*Task prompt*: Take each line from the entries that holds "impl" and copy it out.

*Dataset excerpts*:

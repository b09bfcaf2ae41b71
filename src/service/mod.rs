pub mod calendar;
pub mod gmail;
pub mod maintenance;
pub mod mime;
pub mod workspace_loader;

pub use calendar::CalendarService;
pub use gmail::GmailService;
pub use maintenance::{MaintenanceHandle, MaintenanceStatus, SweepReport};
//! Organization-scoped access to a ready Google client.
//!
//! [`GoogleAuthManager::authenticated_client`] is the only way consumers obtain
//! credentials. It refreshes an expired token at most once per call and never
//! deletes a stored credential; a failed refresh leaves the row as it was.
//!
//! Request-path refreshes and the maintenance sweep share
//! [`GoogleAuthManager::refresh_organization`], which serialises refreshes per
//! organization and skips the upstream call when another caller got there first.

use crate::config::GoogleConfig;
use crate::db::models::DbWorkspaceConfig;
use crate::db::{TokenStorage, WorkspaceStorage};
use crate::error::NexusError;
use crate::google_oauth::credentials::StoredCredential;
use crate::google_oauth::endpoints::GoogleOauthEndpoints;

use chrono::{DateTime, Utc};
use reqwest::{Method, RequestBuilder};
use std::collections::HashMap;
use std::sync::{Arc, Mutex};
use tokio::sync::Mutex as AsyncMutex;
use tracing::{debug, info, warn};
use url::Url;

/// Ready-to-use Google client for one organization.
#[derive(Clone)]
pub struct AuthenticatedClient {
    organization_id: String,
    admin_email: String,
    access_token: String,
    token_type: String,
    expires_at: Option<DateTime<Utc>>,
    http: reqwest::Client,
}

impl std::fmt::Debug for AuthenticatedClient {
    fn fmt(&self, f: &mut std::fmt::Formatter<'_>) -> std::fmt::Result {
        f.debug_struct("AuthenticatedClient")
            .field("organization_id", &self.organization_id)
            .field("admin_email", &self.admin_email)
            .field("token_type", &self.token_type)
            .field("expires_at", &self.expires_at)
            .finish_non_exhaustive()
    }
}

impl AuthenticatedClient {
    pub fn organization_id(&self) -> &str {
        &self.organization_id
    }

    /// Workspace admin mailbox the credential belongs to.
    pub fn admin_email(&self) -> &str {
        &self.admin_email
    }

    pub fn access_token(&self) -> &str {
        &self.access_token
    }

    pub fn expires_at(&self) -> Option<DateTime<Utc>> {
        self.expires_at
    }

    /// Outbound request carrying the organization's bearer token.
    pub fn request(&self, method: Method, url: Url) -> RequestBuilder {
        self.http.request(method, url).bearer_auth(&self.access_token)
    }
}

/// What a refresh attempt ended up doing.
#[derive(Debug, Clone, PartialEq)]
pub enum RefreshOutcome {
    /// Upstream issued a new token and it was persisted.
    Refreshed(StoredCredential),
    /// Someone else refreshed (or reconnected) while we waited for the lock.
    Superseded(StoredCredential),
    /// Nothing stored to refresh with.
    NoRefreshToken,
    /// Upstream refused the refresh token; the row is left untouched.
    Rejected(String),
    /// The credential or Workspace config disappeared.
    Missing,
}

impl RefreshOutcome {
    pub fn credential(self) -> Option<StoredCredential> {
        match self {
            RefreshOutcome::Refreshed(c) | RefreshOutcome::Superseded(c) => Some(c),
            _ => None,
        }
    }
}

struct ManagerInner {
    tokens: TokenStorage,
    workspaces: WorkspaceStorage,
    google: GoogleConfig,
    http: reqwest::Client,
    refresh_locks: Mutex<HashMap<String, Arc<AsyncMutex<()>>>>,
}

#[derive(Clone)]
pub struct GoogleAuthManager {
    inner: Arc<ManagerInner>,
}

impl GoogleAuthManager {
    pub fn new(
        tokens: TokenStorage,
        workspaces: WorkspaceStorage,
        google: GoogleConfig,
        http: reqwest::Client,
    ) -> Self {
        Self {
            inner: Arc::new(ManagerInner {
                tokens,
                workspaces,
                google,
                http,
                refresh_locks: Mutex::new(HashMap::new()),
            }),
        }
    }

    pub fn tokens(&self) -> &TokenStorage {
        &self.inner.tokens
    }

    pub fn workspaces(&self) -> &WorkspaceStorage {
        &self.inner.workspaces
    }

    pub fn google_config(&self) -> &GoogleConfig {
        &self.inner.google
    }

    pub fn http(&self) -> &reqwest::Client {
        &self.inner.http
    }

    /// Workspace config, only if admin identity and OAuth client are all set.
    pub async fn configured_workspace(
        &self,
        organization_id: &str,
    ) -> Result<Option<DbWorkspaceConfig>, NexusError> {
        Ok(self
            .inner
            .workspaces
            .get(organization_id)
            .await?
            .filter(DbWorkspaceConfig::is_configured))
    }

    /// OAuth endpoints bound to the organization's own client.
    pub fn endpoints_for(&self, ws: &DbWorkspaceConfig) -> Result<GoogleOauthEndpoints, NexusError> {
        GoogleOauthEndpoints::new(
            &self.inner.google,
            ws.client_id.as_deref().unwrap_or_default(),
            ws.client_secret.as_deref().unwrap_or_default(),
            self.inner.http.clone(),
        )
    }

    /// A client for the organization, or `None` when it cannot be given one
    /// (not configured, never connected, or refresh refused).
    /// `Err` only for infrastructure failures: database or network.
    pub async fn authenticated_client(
        &self,
        organization_id: &str,
    ) -> Result<Option<AuthenticatedClient>, NexusError> {
        let organization_id = organization_id.trim();
        if organization_id.is_empty() {
            warn!("Client requested without an organization id");
            return Ok(None);
        }

        let Some(ws) = self.configured_workspace(organization_id).await? else {
            debug!(organization_id = %organization_id, "Google Workspace not configured");
            return Ok(None);
        };

        let Some(row) = self.inner.tokens.find(organization_id).await? else {
            debug!(organization_id = %organization_id, "No Google credential stored");
            return Ok(None);
        };
        let credential: StoredCredential = row.into();

        if !credential.needs_refresh(Utc::now(), self.inner.google.expiry_skew()) {
            return Ok(Some(self.client_from(&ws, credential)));
        }

        info!(
            organization_id = %organization_id,
            expires_at = ?credential.expires_at,
            "Access token expired; refreshing"
        );
        let outcome = self.refresh_locked(&ws, &credential).await?;
        Ok(outcome.credential().map(|c| self.client_from(&ws, c)))
    }

    /// Refresh `snapshot`'s organization unless it changed since the snapshot was read.
    pub async fn refresh_organization(
        &self,
        snapshot: &StoredCredential,
    ) -> Result<RefreshOutcome, NexusError> {
        let Some(ws) = self
            .configured_workspace(&snapshot.organization_id)
            .await?
        else {
            return Ok(RefreshOutcome::Missing);
        };
        self.refresh_locked(&ws, snapshot).await
    }

    async fn refresh_locked(
        &self,
        ws: &DbWorkspaceConfig,
        snapshot: &StoredCredential,
    ) -> Result<RefreshOutcome, NexusError> {
        let org = snapshot.organization_id.as_str();
        let lock = self.refresh_lock(org);
        let outcome = {
            let _guard = lock.lock().await;
            self.refresh_if_current(ws, snapshot).await
        };
        drop(lock);
        self.release_refresh_lock(org);
        outcome
    }

    /// Runs with the organization's refresh lock held.
    async fn refresh_if_current(
        &self,
        ws: &DbWorkspaceConfig,
        snapshot: &StoredCredential,
    ) -> Result<RefreshOutcome, NexusError> {
        let org = snapshot.organization_id.as_str();
        let Some(current) = self.inner.tokens.find(org).await? else {
            return Ok(RefreshOutcome::Missing);
        };
        let current: StoredCredential = current.into();
        if snapshot.superseded_by(&current) {
            debug!(organization_id = %org, "Already refreshed by another caller; skip duplicate");
            return Ok(RefreshOutcome::Superseded(current));
        }

        let Some(refresh_token) = current.refresh_token.as_deref().filter(|_| current.can_refresh())
        else {
            warn!(organization_id = %org, "Token expired and no refresh token stored; reconnect required");
            return Ok(RefreshOutcome::NoRefreshToken);
        };

        let endpoints = self.endpoints_for(ws)?;
        let grant = match endpoints.refresh(refresh_token).await {
            Ok(grant) => grant,
            Err(e) if e.is_rejection() => {
                warn!(organization_id = %org, error = %e, "Refresh rejected by Google; credential kept as is");
                return Ok(RefreshOutcome::Rejected(e.to_string()));
            }
            Err(e) => return Err(e),
        };

        if !self.inner.tokens.record_refresh(org, &grant).await? {
            info!(organization_id = %org, "Credential removed during refresh; discarding new token");
            return Ok(RefreshOutcome::Missing);
        }
        let Some(refreshed) = self.inner.tokens.find(org).await? else {
            return Ok(RefreshOutcome::Missing);
        };
        let refreshed: StoredCredential = refreshed.into();
        info!(
            organization_id = %org,
            refresh_count = refreshed.refresh_count,
            expires_at = ?refreshed.expires_at,
            "Access token refreshed"
        );
        Ok(RefreshOutcome::Refreshed(refreshed))
    }

    fn refresh_lock(&self, organization_id: &str) -> Arc<AsyncMutex<()>> {
        let mut locks = self
            .inner
            .refresh_locks
            .lock()
            .unwrap_or_else(|poisoned| poisoned.into_inner());
        locks
            .entry(organization_id.to_string())
            .or_insert_with(|| Arc::new(AsyncMutex::new(())))
            .clone()
    }

    /// Forget the organization's lock once nobody holds or waits on it.
    fn release_refresh_lock(&self, organization_id: &str) {
        let mut locks = self
            .inner
            .refresh_locks
            .lock()
            .unwrap_or_else(|poisoned| poisoned.into_inner());
        if locks
            .get(organization_id)
            .is_some_and(|lock| Arc::strong_count(lock) == 1)
        {
            locks.remove(organization_id);
        }
    }

    /// Organizations with a refresh running or queued.
    pub fn refreshes_in_flight(&self) -> usize {
        self.inner
            .refresh_locks
            .lock()
            .unwrap_or_else(|poisoned| poisoned.into_inner())
            .len()
    }

    fn client_from(&self, ws: &DbWorkspaceConfig, credential: StoredCredential) -> AuthenticatedClient {
        AuthenticatedClient {
            organization_id: credential.organization_id,
            admin_email: ws.admin_email.clone().unwrap_or_default(),
            access_token: credential.access_token,
            token_type: credential.token_type,
            expires_at: credential.expires_at,
            http: self.inner.http.clone(),
        }
    }
}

*Answer to the problem*:
impl std::fmt::Debug for AuthenticatedClient {
impl AuthenticatedClient {
impl RefreshOutcome {
impl GoogleAuthManager {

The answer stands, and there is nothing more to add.